Present the lines below again, exactly as they stand.

Stored items:
—————
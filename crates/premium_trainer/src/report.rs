//! Run reporting: logged summaries and the predictions CSV

use premium_core::schema::{ID_HEADER, TARGET_HEADER};
use premium_core::{PremiumError, Table};
use serde::Serialize;
use std::path::Path;
use tracing::{info, warn};

use crate::errors::{Result, TrainerError};
use crate::search::{SearchOutcome, TrialOutcome};
use crate::trainer::GbdtModel;

/// Log the missing-value percentage of every column
pub fn log_missing_report(label: &str, table: &Table) {
    info!("Missing values in {} ({} rows):", label, table.len());
    for summary in table.missing_report() {
        info!(
            "  {:<22} {:>8} ({:.2}%)",
            summary.column, summary.missing, summary.percent
        );
    }
}

/// Log every trial in rank order with its fold scores
pub fn log_trials(outcome: &SearchOutcome) {
    info!(
        "Search results ({} trials, {} failed):",
        outcome.trials.len(),
        outcome.failed_count()
    );
    info!(
        "  {:>4} {:>5} {:>12} {:>10} {:>12}  params",
        "rank", "trial", "mean_test", "std_test", "mean_train"
    );
    for trial in outcome.ranked() {
        match &trial.outcome {
            TrialOutcome::Scored(s) => {
                info!(
                    "  {:>4} {:>5} {:>12.6} {:>10.6} {:>12.6}  {}",
                    trial.rank,
                    trial.index + 1,
                    s.mean_test,
                    s.std_test,
                    s.mean_train,
                    trial.candidate.summary()
                );
                let folds: Vec<String> = s.test.iter().map(|v| format!("{:.6}", v)).collect();
                info!("         folds: [{}]", folds.join(", "));
            }
            TrialOutcome::Failed { reason, .. } => info!(
                "  {:>4} {:>5} {:>12} {:>10} {:>12}  {} ({})",
                trial.rank,
                trial.index + 1,
                "failed",
                "-",
                "-",
                trial.candidate.summary(),
                reason
            ),
        }
    }
}

/// First `n` features by split count
pub fn top_features(model: &GbdtModel, n: usize) -> Vec<(String, u64)> {
    let mut ranked = model.feature_importance();
    ranked.truncate(n);
    ranked
}

pub fn log_feature_importance(model: &GbdtModel, n: usize) {
    info!("Feature importance (split count), top {}:", n);
    for (i, (name, weight)) in top_features(model, n).iter().enumerate() {
        info!("  {:>2}. {:<28} {}", i + 1, name, weight);
    }
}

/// Range and mean of a prediction vector
#[derive(Debug, Clone, PartialEq, Serialize)]
pub struct PredictionSummary {
    pub count: usize,
    pub min: f64,
    pub max: f64,
    pub mean: f64,
    /// Predictions at or below zero
    pub non_positive: usize,
}

impl PredictionSummary {
    pub fn from_predictions(predictions: &[f64]) -> Self {
        let count = predictions.len();
        let min = predictions.iter().copied().fold(f64::INFINITY, f64::min);
        let max = predictions.iter().copied().fold(f64::NEG_INFINITY, f64::max);
        let mean = if count == 0 {
            f64::NAN
        } else {
            predictions.iter().sum::<f64>() / count as f64
        };
        Self {
            count,
            min,
            max,
            mean,
            non_positive: predictions.iter().filter(|&&p| p <= 0.0).count(),
        }
    }

    pub fn log(&self, label: &str) {
        info!(
            "{} predictions: n={} min={:.4} max={:.4} mean={:.4}",
            label, self.count, self.min, self.max, self.mean
        );
        if self.non_positive > 0 {
            warn!(
                "{} {} predictions are not positive",
                self.non_positive, label
            );
        }
    }
}

/// Write `id,Premium Amount` rows
pub fn write_predictions<P: AsRef<Path>>(path: P, ids: &[String], predictions: &[f64]) -> Result<()> {
    if ids.len() != predictions.len() {
        return Err(TrainerError::InvalidTarget(format!(
            "{} ids for {} predictions",
            ids.len(),
            predictions.len()
        )));
    }
    let path = path.as_ref();
    let mut writer = csv::Writer::from_path(path).map_err(PremiumError::from)?;
    writer
        .write_record([ID_HEADER, TARGET_HEADER])
        .map_err(PremiumError::from)?;
    for (id, value) in ids.iter().zip(predictions) {
        writer
            .write_record([id.as_str(), value.to_string().as_str()])
            .map_err(PremiumError::from)?;
    }
    writer.flush().map_err(PremiumError::from)?;
    info!("Wrote {} predictions to {}", predictions.len(), path.display());
    Ok(())
}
—————
**COMPLETED EXERCISE:**
filename crates/premium_trainer/src/report.rs
//! Run reporting: logged summaries and the predictions CSV

use premium_core::schema::{ID_HEADER, TARGET_HEADER};
use premium_core::{PremiumError, Table};
use serde::Serialize;
use std::path::Path;
use tracing::{info, warn};

use crate::errors::{Result, TrainerError};
use crate::search::{SearchOutcome, TrialOutcome};
use crate::trainer::GbdtModel;

/// Log the missing-value percentage of every column
pub fn log_missing_report(label: &str, table: &Table) {
    info!("Missing values in {} ({} rows):", label, table.len());
    for summary in table.missing_report() {
        info!(
            "  {:<22} {:>8} ({:.2}%)",
            summary.column, summary.missing, summary.percent
        );
    }
}

/// Log every trial in rank order with its fold scores
pub fn log_trials(outcome: &SearchOutcome) {
    info!(
        "Search results ({} trials, {} failed):",
        outcome.trials.len(),
        outcome.failed_count()
    );
    info!(
        "  {:>4} {:>5} {:>12} {:>10} {:>12}  params",
        "rank", "trial", "mean_test", "std_test", "mean_train"
    );
    for trial in outcome.ranked() {
        match &trial.outcome {
            TrialOutcome::Scored(s) => {
                info!(
                    "  {:>4} {:>5} {:>12.6} {:>10.6} {:>12.6}  {}",
                    trial.rank,
                    trial.index + 1,
                    s.mean_test,
                    s.std_test,
                    s.mean_train,
                    trial.candidate.summary()
                );
                let folds: Vec<String> = s.test.iter().map(|v| format!("{:.6}", v)).collect();
                info!("         folds: [{}]", folds.join(", "));
            }
            TrialOutcome::Failed { reason, .. } => info!(
                "  {:>4} {:>5} {:>12} {:>10} {:>12}  {} ({})",
                trial.rank,
                trial.index + 1,
                "failed",
                "-",
                "-",
                trial.candidate.summary(),
                reason
            ),
        }
    }
}

/// First `n` features by split count
pub fn top_features(model: &GbdtModel, n: usize) -> Vec<(String, u64)> {
    let mut ranked = model.feature_importance();
    ranked.truncate(n);
    ranked
}

pub fn log_feature_importance(model: &GbdtModel, n: usize) {
    info!("Feature importance (split count), top {}:", n);
    for (i, (name, weight)) in top_features(model, n).iter().enumerate() {
        info!("  {:>2}. {:<28} {}", i + 1, name, weight);
    }
}

/// Range and mean of a prediction vector
#[derive(Debug, Clone, PartialEq, Serialize)]
pub struct PredictionSummary {
    pub count: usize,
    pub min: f64,
    pub max: f64,
    pub mean: f64,
    /// Predictions at or below zero
    pub non_positive: usize,
}

impl PredictionSummary {
    pub fn from_predictions(predictions: &[f64]) -> Self {
        let count = predictions.len();
        let min = predictions.iter().copied().fold(f64::INFINITY, f64::min);
        let max = predictions.iter().copied().fold(f64::NEG_INFINITY, f64::max);
        let mean = if count == 0 {
            f64::NAN
        } else {
            predictions.iter().sum::<f64>() / count as f64
        };
        Self {
            count,
            min,
            max,
            mean,
            non_positive: predictions.iter().filter(|&&p| p <= 0.0).count(),
        }
    }

    pub fn log(&self, label: &str) {
        info!(
            "{} predictions: n={} min={:.4} max={:.4} mean={:.4}",
            label, self.count, self.min, self.max, self.mean
        );
        if self.non_positive > 0 {
            warn!(
                "{} {} predictions are not positive",
                self.non_positive, label
            );
        }
    }
}

/// Write `id,Premium Amount` rows
pub fn write_predictions<P: AsRef<Path>>(path: P, ids: &[String], predictions: &[f64]) -> Result<()> {
    if ids.len() != predictions.len() {
        return Err(TrainerError::InvalidTarget(format!(
            "{} ids for {} predictions",
            ids.len(),
            predictions.len()
        )));
    }
    let path = path.as_ref();
    let mut writer = csv::Writer::from_path(path).map_err(PremiumError::from)?;
    writer
        .write_record([ID_HEADER, TARGET_HEADER])
        .map_err(PremiumError::from)?;
    for (id, value) in ids.iter().zip(predictions) {
        writer
            .write_record([id.as_str(), value.to_string().as_str()])
            .map_err(PremiumError::from)?;
    }
    writer.flush().map_err(PremiumError::from)?;
    info!("Wrote {} predictions to {}", predictions.len(), path.display());
    Ok(())
}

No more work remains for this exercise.